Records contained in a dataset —
:::

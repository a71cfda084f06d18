//! Logical block ranges and partitioning of a parent block by marker

use super::sequence::Sequence;

/// Half-open span `[start, start + len)` of the source text owned by one
/// rule instance.
#[derive(Debug, Clone, Copy, PartialEq, Eq)]
pub struct BlockRange {
    pub start: usize,
    pub len: usize,
}

impl BlockRange {
    pub fn new(start: usize, len: usize) -> Self {
        Self { start, len }
    }

    /// Range covering all of `source`
    pub fn whole(source: &str) -> Self {
        Self::new(0, source.len())
    }

    pub fn end(&self) -> usize {
        self.start + self.len
    }

    pub fn is_empty(&self) -> bool {
        self.len == 0
    }

    pub fn slice<'a>(&self, source: &'a str) -> &'a str {
        &source[self.start..self.end()]
    }
}

/// Splits `parent` into one child range per occurrence of `sequence`.
///
/// Each child starts at its own match and stops right before the next match
/// of the same sequence; the last child runs to the end of `parent`. Text
/// before the first match belongs to no child.
pub fn partition(source: &str, parent: BlockRange, sequence: &Sequence) -> Vec<BlockRange> {
    let mut ranges = Vec::new();
    let mut previous: Option<usize> = None;

    for offset in sequence.occurrences(source, parent) {
        if let Some(start) = previous {
            ranges.push(BlockRange::new(start, offset - start));
        }
        previous = Some(offset);
    }

    if let Some(start) = previous {
        ranges.push(BlockRange::new(start, parent.end() - start));
    }

    ranges
}

#[cfg(test)]
mod tests {
    use super::*;

    #[test]
    fn test_partition_splits_on_same_marker_only() {
        let source = "o A\nv 0 0 0\nusemtl Red\nf 1 1 1\no B\nv 1 1 1\n";
        let ranges = partition(source, BlockRange::whole(source), &Sequence::new("o"));

        assert_eq!(ranges.len(), 2);
        assert_eq!(
            ranges[0].slice(source),
            "o A\nv 0 0 0\nusemtl Red\nf 1 1 1\n"
        );
        assert_eq!(ranges[1].slice(source), "o B\nv 1 1 1\n");
    }

    #[test]
    fn test_partition_matches_nth_range() {
        let source = "newmtl A\nKd 1 0 0\nnewmtl B\nKd 0 1 0\nnewmtl C\nKd 0 0 1";
        let whole = BlockRange::whole(source);
        let sequence = Sequence::new("newmtl");

        let ranges = partition(source, whole, &sequence);
        assert_eq!(ranges.len(), 3);
        for (n, range) in ranges.iter().enumerate() {
            assert_eq!(Some(*range), sequence.nth_range(source, whole, n));
        }
    }

    #[test]
    fn test_partition_without_matches_is_empty() {
        let source = "v 1 2 3\n";
        let ranges = partition(source, BlockRange::whole(source), &Sequence::new("o"));
        assert!(ranges.is_empty());
    }

    #[test]
    fn test_partition_respects_parent_bounds() {
        let source = "usemtl A\nf 1 2 3\nusemtl B\nf 4 5 6\n";
        let parent = BlockRange::new(0, source.find("usemtl B").unwrap());
        let ranges = partition(source, parent, &Sequence::new("usemtl"));

        assert_eq!(ranges, vec![parent]);
    }
}
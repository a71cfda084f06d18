//! # Graphics Module
//!
//! Everything between the decoded [`Model`](crate::model::Model) and the
//! window: the orbit camera and its input, the wgpu renderer, and the
//! fixed-rate frame timer.
//!
//! - **Camera System** ([`camera`]) - Damped quaternion orbit camera driven by mouse, touch and keys
//! - **Rendering** ([`rendering`]) - One pipeline, one indexed draw per material chunk
//! - **Resources** ([`resources`]) - Uniform buffers and the depth attachment
//! - **Timer** ([`timer`]) - Frame pacing and delta time

pub mod camera;
pub mod rendering;
pub mod resources;
pub mod timer;

// Re-export commonly used types
pub use camera::{CameraController, OrbitCamera, OrbitCameraConfig};
pub use rendering::RenderEngine;
pub use timer::FixedRateTimer;
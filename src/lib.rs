//! Cubist
//!
//! A schema-driven parser for a compact line-oriented mesh/material text
//! format, an offline converter that produces it from scene files, and a
//! wgpu viewer that orbits the decoded model.
//!
//! ```
//! use cubist::model::Model;
//!
//! let model = Model::parse(
//!     "o Tri\nv 0 0 0\nv 1 0 0\nv 0 1 0\nusemtl Red\nf 1 2 3\n",
//!     "newmtl Red\nKd 1 0 0\n",
//! )
//! .unwrap();
//! assert_eq!(model.mesh().face_indices(), &[0, 1, 2]);
//! ```

pub mod app;
pub mod convert;
pub mod error;
pub mod gfx;
pub mod model;
pub mod parsing;
pub mod schema;

// Re-export main types for convenience
pub use app::{CubistApp, ViewerConfig};
pub use error::{AssetError, Result};
pub use model::Model;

:::

Exercise details — Give the entries again, every one of them exactly.

Task result —
repository a71cfda084f06d18
//! Logical block ranges and partitioning of a parent block by marker

use super::sequence::Sequence;

/// Half-open span `[start, start + len)` of the source text owned by one
/// rule instance.
#[derive(Debug, Clone, Copy, PartialEq, Eq)]
pub struct BlockRange {
    pub start: usize,
    pub len: usize,
}

impl BlockRange {
    pub fn new(start: usize, len: usize) -> Self {
        Self { start, len }
    }

    /// Range covering all of `source`
    pub fn whole(source: &str) -> Self {
        Self::new(0, source.len())
    }

    pub fn end(&self) -> usize {
        self.start + self.len
    }

    pub fn is_empty(&self) -> bool {
        self.len == 0
    }

    pub fn slice<'a>(&self, source: &'a str) -> &'a str {
        &source[self.start..self.end()]
    }
}

/// Splits `parent` into one child range per occurrence of `sequence`.
///
/// Each child starts at its own match and stops right before the next match
/// of the same sequence; the last child runs to the end of `parent`. Text
/// before the first match belongs to no child.
pub fn partition(source: &str, parent: BlockRange, sequence: &Sequence) -> Vec<BlockRange> {
    let mut ranges = Vec::new();
    let mut previous: Option<usize> = None;

    for offset in sequence.occurrences(source, parent) {
        if let Some(start) = previous {
            ranges.push(BlockRange::new(start, offset - start));
        }
        previous = Some(offset);
    }

    if let Some(start) = previous {
        ranges.push(BlockRange::new(start, parent.end() - start));
    }

    ranges
}

#[cfg(test)]
mod tests {
    use super::*;

    #[test]
    fn test_partition_splits_on_same_marker_only() {
        let source = "o A\nv 0 0 0\nusemtl Red\nf 1 1 1\no B\nv 1 1 1\n";
        let ranges = partition(source, BlockRange::whole(source), &Sequence::new("o"));

        assert_eq!(ranges.len(), 2);
        assert_eq!(
            ranges[0].slice(source),
            "o A\nv 0 0 0\nusemtl Red\nf 1 1 1\n"
        );
        assert_eq!(ranges[1].slice(source), "o B\nv 1 1 1\n");
    }

    #[test]
    fn test_partition_matches_nth_range() {
        let source = "newmtl A\nKd 1 0 0\nnewmtl B\nKd 0 1 0\nnewmtl C\nKd 0 0 1";
        let whole = BlockRange::whole(source);
        let sequence = Sequence::new("newmtl");

        let ranges = partition(source, whole, &sequence);
        assert_eq!(ranges.len(), 3);
        for (n, range) in ranges.iter().enumerate() {
            assert_eq!(Some(*range), sequence.nth_range(source, whole, n));
        }
    }

    #[test]
    fn test_partition_without_matches_is_empty() {
        let source = "v 1 2 3\n";
        let ranges = partition(source, BlockRange::whole(source), &Sequence::new("o"));
        assert!(ranges.is_empty());
    }

    #[test]
    fn test_partition_respects_parent_bounds() {
        let source = "usemtl A\nf 1 2 3\nusemtl B\nf 4 5 6\n";
        let parent = BlockRange::new(0, source.find("usemtl B").unwrap());
        let ranges = partition(source, parent, &Sequence::new("usemtl"));

        assert_eq!(ranges, vec![parent]);
    }
}
repository a71cfda084f06d18
//! # Graphics Module
//!
//! Everything between the decoded [`Model`](crate::model::Model) and the
//! window: the orbit camera and its input, the wgpu renderer, and the
//! fixed-rate frame timer.
//!
//! - **Camera System** ([`camera`]) - Damped quaternion orbit camera driven by mouse, touch and keys
//! - **Rendering** ([`rendering`]) - One pipeline, one indexed draw per material chunk
//! - **Resources** ([`resources`]) - Uniform buffers and the depth attachment
//! - **Timer** ([`timer`]) - Frame pacing and delta time

pub mod camera;
pub mod rendering;
pub mod resources;
pub mod timer;

// Re-export commonly used types
pub use camera::{CameraController, OrbitCamera, OrbitCameraConfig};
pub use rendering::RenderEngine;
pub use timer::FixedRateTimer;
filename src/lib.rs
//! Cubist
//!
//! A schema-driven parser for a compact line-oriented mesh/material text
//! format, an offline converter that produces it from scene files, and a
//! wgpu viewer that orbits the decoded model.
//!
//! ```
//! use cubist::model::Model;
//!
//! let model = Model::parse(
//!     "o Tri\nv 0 0 0\nv 1 0 0\nv 0 1 0\nusemtl Red\nf 1 2 3\n",
//!     "newmtl Red\nKd 1 0 0\n",
//! )
//! .unwrap();
//! assert_eq!(model.mesh().face_indices(), &[0, 1, 2]);
//! ```

pub mod app;
pub mod convert;
pub mod error;
pub mod gfx;
pub mod model;
pub mod parsing;
pub mod schema;

// Re-export main types for convenience
pub use app::{CubistApp, ViewerConfig};
pub use error::{AssetError, Result};
pub use model::Model;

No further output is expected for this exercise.